* _Data to process_:
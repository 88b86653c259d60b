//! Leveled selection — L0 drains by count, deeper levels by byte overflow.
//!
//! L0 receives every flush, so its tables overlap freely; once
//! `compaction_trigger_count` of them pile up they all merge into L1.
//! From L1 down, a level overflows when its total bytes exceed
//! [`LEVEL_GROWTH_FACTOR`](super::LEVEL_GROWTH_FACTOR) times the bytes of
//! the level above it; the oldest tables of the overflowing level merge
//! into the next one. An empty upstream level exerts no pressure.

use std::collections::BTreeMap;

use crate::config::EngineConfig;

use super::{LEVEL_GROWTH_FACTOR, Selection, TableMeta};

/// Full leveled planning: L0 first, then the deeper levels.
pub(crate) fn plan(tables: &[TableMeta], config: &EngineConfig) -> Option<Selection> {
    let level0: Vec<&TableMeta> = tables.iter().filter(|t| t.level == 0).collect();
    if level0.len() >= config.compaction_trigger_count {
        // Oldest first, so the cap trims the newest tables and their data
        // keeps shadowing what moved down.
        let mut ids: Vec<u64> = level0.iter().map(|t| t.id).collect();
        ids.sort_unstable();
        ids.truncate(config.compaction_max_inputs);
        return Some(Selection {
            inputs: ids,
            target_level: 1,
        });
    }

    plan_deep_levels(tables, config)
}

/// Byte-overflow check for L1 and deeper. Shared with the hybrid strategy,
/// which handles L0 its own way.
pub(crate) fn plan_deep_levels(tables: &[TableMeta], config: &EngineConfig) -> Option<Selection> {
    let mut level_bytes: BTreeMap<u32, u64> = BTreeMap::new();
    for table in tables {
        *level_bytes.entry(table.level).or_default() += table.bytes;
    }

    let deepest = *level_bytes.keys().next_back()?;
    for level in 1..=deepest {
        let upstream = level_bytes.get(&(level - 1)).copied().unwrap_or(0);
        let own = level_bytes.get(&level).copied().unwrap_or(0);
        if upstream == 0 || own <= upstream.saturating_mul(LEVEL_GROWTH_FACTOR) {
            continue;
        }

        let mut ids: Vec<u64> = tables
            .iter()
            .filter(|t| t.level == level)
            .map(|t| t.id)
            .collect();
        if ids.len() < 2 {
            continue; // a single oversized table gains nothing from rewriting
        }
        ids.sort_unstable();
        ids.truncate(config.compaction_max_inputs);
        return Some(Selection {
            inputs: ids,
            target_level: level + 1,
        });
    }

    None
}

* _Your instructions_: Scan the data above line by line. Please say how many lines hold the word "upstream", and give only that number.

* _Answer for the task_: 3